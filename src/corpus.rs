//! File and directory inputs: enumeration, reading and batch processing.

use crate::chunk::Chunk;
use crate::config::ChunkingStrategy;
use crate::error::ChunkError;
use crate::fixed_length::validate_window;
use crate::processor::{Document, FaqProcessor};
use rayon::prelude::*;
use std::fs;
use std::io;
use std::path::{Path, PathBuf};
use tracing::{info, warn};
use walkdir::WalkDir;

/// Extension matched when walking a directory.
pub const DEFAULT_EXTENSION: &str = "md";

/// What a batch does when one file fails.
#[derive(Debug, Clone, Copy, PartialEq, Eq, Default)]
pub enum BatchPolicy {
    /// Log the failure, record it in the report and keep going.
    #[default]
    SkipFailures,
    /// Abort the batch on a failure. Files not yet started are never read;
    /// files already running in parallel finish but their chunks are discarded.
    FailFast,
}

/// Directory walk settings.
#[derive(Debug, Clone, PartialEq, Eq)]
pub struct BatchOptions {
    /// Failure handling.
    pub policy: BatchPolicy,
    /// File extension to match, without the leading dot.
    pub extension: String,
}

impl Default for BatchOptions {
    fn default() -> Self {
        Self {
            policy: BatchPolicy::default(),
            extension: DEFAULT_EXTENSION.to_string(),
        }
    }
}

/// A file skipped under [`BatchPolicy::SkipFailures`].
#[derive(Debug)]
pub struct FileFailure {
    /// File that failed.
    pub path: PathBuf,
    /// Why it failed.
    pub error: ChunkError,
}

/// Result of chunking a file or directory.
#[derive(Debug, Default)]
pub struct BatchReport {
    /// Files matched by the walk.
    pub files: usize,
    /// Chunks of every successful file, file by file in path order.
    pub chunks: Vec<Chunk>,
    /// Files that could not be processed.
    pub failures: Vec<FileFailure>,
}

/// Lists files under `root` whose extension matches, sorted by path.
///
/// A file `root` is returned as is. Unreadable directory entries are logged and skipped.
pub fn collect_files(root: &Path, extension: &str) -> Result<Vec<PathBuf>, ChunkError> {
    if !root.exists() {
        return Err(ChunkError::NotFound(root.to_path_buf()));
    }
    if root.is_file() {
        return Ok(vec![root.to_path_buf()]);
    }

    let mut files = Vec::new();
    for entry in WalkDir::new(root)
        .follow_links(true)
        .sort_by_file_name()
        .into_iter()
    {
        let entry = match entry {
            Ok(entry) => entry,
            Err(err) => {
                warn!(error = %err, "walkdir error, skipping entry");
                continue;
            }
        };
        if !entry.file_type().is_file() {
            continue;
        }
        let matches = entry
            .path()
            .extension()
            .and_then(|ext| ext.to_str())
            .is_some_and(|ext| ext.eq_ignore_ascii_case(extension));
        if matches {
            files.push(entry.into_path());
        }
    }
    Ok(files)
}

/// Reads a UTF-8 markdown file into a [`Document`] attributed to `source`.
pub fn read_document(path: &Path, source: impl Into<String>) -> Result<Document, ChunkError> {
    match fs::read_to_string(path) {
        Ok(text) => Ok(Document::new(source, text)),
        Err(err) if err.kind() == io::ErrorKind::NotFound => {
            Err(ChunkError::NotFound(path.to_path_buf()))
        }
        Err(err) => Err(ChunkError::io(path, err)),
    }
}

fn file_source(path: &Path) -> String {
    path.file_name()
        .map(|name| name.to_string_lossy().into_owned())
        .unwrap_or_else(|| path.display().to_string())
}

fn relative_source(root: &Path, path: &Path) -> String {
    let relative = path.strip_prefix(root).unwrap_or(path);
    relative
        .components()
        .map(|part| part.as_os_str().to_string_lossy())
        .collect::<Vec<_>>()
        .join("/")
}

impl FaqProcessor {
    /// Reads and chunks one file; `source` metadata is the file name.
    pub fn process_file(
        &self,
        path: &Path,
        strategy: ChunkingStrategy,
    ) -> Result<Vec<Chunk>, ChunkError> {
        let document = read_document(path, file_source(path))?;
        self.process(&document, strategy)
    }

    /// Chunks a file, or every matching file below a directory.
    ///
    /// Directory files are processed in parallel and reported in path order,
    /// each attributed to its path relative to `path`.
    pub fn process_path(
        &self,
        path: &Path,
        strategy: ChunkingStrategy,
        options: &BatchOptions,
    ) -> Result<BatchReport, ChunkError> {
        if !path.exists() {
            return Err(ChunkError::NotFound(path.to_path_buf()));
        }
        if path.is_file() {
            let chunks = self.process_file(path, strategy)?;
            return Ok(BatchReport {
                files: 1,
                chunks,
                failures: Vec::new(),
            });
        }

        if strategy == ChunkingStrategy::FixedLength {
            validate_window(self.config().max_length, self.config().overlap_tokens)?;
        }

        let files = collect_files(path, &options.extension)?;
        if files.is_empty() {
            warn!(root = %path.display(), extension = %options.extension, "no matching files found");
        }
        info!(root = %path.display(), files = files.len(), %strategy, "processing directory");

        let mut report = BatchReport {
            files: files.len(),
            ..BatchReport::default()
        };
        match options.policy {
            BatchPolicy::FailFast => {
                let per_file: Vec<Vec<Chunk>> = files
                    .par_iter()
                    .map(|file| self.process_batch_file(path, file, strategy))
                    .collect::<Result<_, _>>()?;
                report.chunks = per_file.into_iter().flatten().collect();
            }
            BatchPolicy::SkipFailures => {
                let results: Vec<(PathBuf, Result<Vec<Chunk>, ChunkError>)> = files
                    .into_par_iter()
                    .map(|file| {
                        let result = self.process_batch_file(path, &file, strategy);
                        (file, result)
                    })
                    .collect();
                for (file, result) in results {
                    match result {
                        Ok(chunks) => report.chunks.extend(chunks),
                        Err(error) => {
                            warn!(path = %file.display(), %error, "skipping file");
                            report.failures.push(FileFailure { path: file, error });
                        }
                    }
                }
            }
        }
        info!(
            chunks = report.chunks.len(),
            failures = report.failures.len(),
            "directory processed"
        );
        Ok(report)
    }

    fn process_batch_file(
        &self,
        root: &Path,
        file: &Path,
        strategy: ChunkingStrategy,
    ) -> Result<Vec<Chunk>, ChunkError> {
        let document = read_document(file, relative_source(root, file))?;
        self.process(&document, strategy)
    }
}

================================

THE PROBLEM. The entire listing should be repeated with no line missing and no word altered.

TASK ANSWER.
filename src/corpus.rs
//! File and directory inputs: enumeration, reading and batch processing.

use crate::chunk::Chunk;
use crate::config::ChunkingStrategy;
use crate::error::ChunkError;
use crate::fixed_length::validate_window;
use crate::processor::{Document, FaqProcessor};
use rayon::prelude::*;
use std::fs;
use std::io;
use std::path::{Path, PathBuf};
use tracing::{info, warn};
use walkdir::WalkDir;

/// Extension matched when walking a directory.
pub const DEFAULT_EXTENSION: &str = "md";

/// What a batch does when one file fails.
#[derive(Debug, Clone, Copy, PartialEq, Eq, Default)]
pub enum BatchPolicy {
    /// Log the failure, record it in the report and keep going.
    #[default]
    SkipFailures,
    /// Abort the batch on a failure. Files not yet started are never read;
    /// files already running in parallel finish but their chunks are discarded.
    FailFast,
}

/// Directory walk settings.
#[derive(Debug, Clone, PartialEq, Eq)]
pub struct BatchOptions {
    /// Failure handling.
    pub policy: BatchPolicy,
    /// File extension to match, without the leading dot.
    pub extension: String,
}

impl Default for BatchOptions {
    fn default() -> Self {
        Self {
            policy: BatchPolicy::default(),
            extension: DEFAULT_EXTENSION.to_string(),
        }
    }
}

/// A file skipped under [`BatchPolicy::SkipFailures`].
#[derive(Debug)]
pub struct FileFailure {
    /// File that failed.
    pub path: PathBuf,
    /// Why it failed.
    pub error: ChunkError,
}

/// Result of chunking a file or directory.
#[derive(Debug, Default)]
pub struct BatchReport {
    /// Files matched by the walk.
    pub files: usize,
    /// Chunks of every successful file, file by file in path order.
    pub chunks: Vec<Chunk>,
    /// Files that could not be processed.
    pub failures: Vec<FileFailure>,
}

/// Lists files under `root` whose extension matches, sorted by path.
///
/// A file `root` is returned as is. Unreadable directory entries are logged and skipped.
pub fn collect_files(root: &Path, extension: &str) -> Result<Vec<PathBuf>, ChunkError> {
    if !root.exists() {
        return Err(ChunkError::NotFound(root.to_path_buf()));
    }
    if root.is_file() {
        return Ok(vec![root.to_path_buf()]);
    }

    let mut files = Vec::new();
    for entry in WalkDir::new(root)
        .follow_links(true)
        .sort_by_file_name()
        .into_iter()
    {
        let entry = match entry {
            Ok(entry) => entry,
            Err(err) => {
                warn!(error = %err, "walkdir error, skipping entry");
                continue;
            }
        };
        if !entry.file_type().is_file() {
            continue;
        }
        let matches = entry
            .path()
            .extension()
            .and_then(|ext| ext.to_str())
            .is_some_and(|ext| ext.eq_ignore_ascii_case(extension));
        if matches {
            files.push(entry.into_path());
        }
    }
    Ok(files)
}

/// Reads a UTF-8 markdown file into a [`Document`] attributed to `source`.
pub fn read_document(path: &Path, source: impl Into<String>) -> Result<Document, ChunkError> {
    match fs::read_to_string(path) {
        Ok(text) => Ok(Document::new(source, text)),
        Err(err) if err.kind() == io::ErrorKind::NotFound => {
            Err(ChunkError::NotFound(path.to_path_buf()))
        }
        Err(err) => Err(ChunkError::io(path, err)),
    }
}

fn file_source(path: &Path) -> String {
    path.file_name()
        .map(|name| name.to_string_lossy().into_owned())
        .unwrap_or_else(|| path.display().to_string())
}

fn relative_source(root: &Path, path: &Path) -> String {
    let relative = path.strip_prefix(root).unwrap_or(path);
    relative
        .components()
        .map(|part| part.as_os_str().to_string_lossy())
        .collect::<Vec<_>>()
        .join("/")
}

impl FaqProcessor {
    /// Reads and chunks one file; `source` metadata is the file name.
    pub fn process_file(
        &self,
        path: &Path,
        strategy: ChunkingStrategy,
    ) -> Result<Vec<Chunk>, ChunkError> {
        let document = read_document(path, file_source(path))?;
        self.process(&document, strategy)
    }

    /// Chunks a file, or every matching file below a directory.
    ///
    /// Directory files are processed in parallel and reported in path order,
    /// each attributed to its path relative to `path`.
    pub fn process_path(
        &self,
        path: &Path,
        strategy: ChunkingStrategy,
        options: &BatchOptions,
    ) -> Result<BatchReport, ChunkError> {
        if !path.exists() {
            return Err(ChunkError::NotFound(path.to_path_buf()));
        }
        if path.is_file() {
            let chunks = self.process_file(path, strategy)?;
            return Ok(BatchReport {
                files: 1,
                chunks,
                failures: Vec::new(),
            });
        }

        if strategy == ChunkingStrategy::FixedLength {
            validate_window(self.config().max_length, self.config().overlap_tokens)?;
        }

        let files = collect_files(path, &options.extension)?;
        if files.is_empty() {
            warn!(root = %path.display(), extension = %options.extension, "no matching files found");
        }
        info!(root = %path.display(), files = files.len(), %strategy, "processing directory");

        let mut report = BatchReport {
            files: files.len(),
            ..BatchReport::default()
        };
        match options.policy {
            BatchPolicy::FailFast => {
                let per_file: Vec<Vec<Chunk>> = files
                    .par_iter()
                    .map(|file| self.process_batch_file(path, file, strategy))
                    .collect::<Result<_, _>>()?;
                report.chunks = per_file.into_iter().flatten().collect();
            }
            BatchPolicy::SkipFailures => {
                let results: Vec<(PathBuf, Result<Vec<Chunk>, ChunkError>)> = files
                    .into_par_iter()
                    .map(|file| {
                        let result = self.process_batch_file(path, &file, strategy);
                        (file, result)
                    })
                    .collect();
                for (file, result) in results {
                    match result {
                        Ok(chunks) => report.chunks.extend(chunks),
                        Err(error) => {
                            warn!(path = %file.display(), %error, "skipping file");
                            report.failures.push(FileFailure { path: file, error });
                        }
                    }
                }
            }
        }
        info!(
            chunks = report.chunks.len(),
            failures = report.failures.len(),
            "directory processed"
        );
        Ok(report)
    }

    fn process_batch_file(
        &self,
        root: &Path,
        file: &Path,
        strategy: ChunkingStrategy,
    ) -> Result<Vec<Chunk>, ChunkError> {
        let document = read_document(file, relative_source(root, file))?;
        self.process(&document, strategy)
    }
}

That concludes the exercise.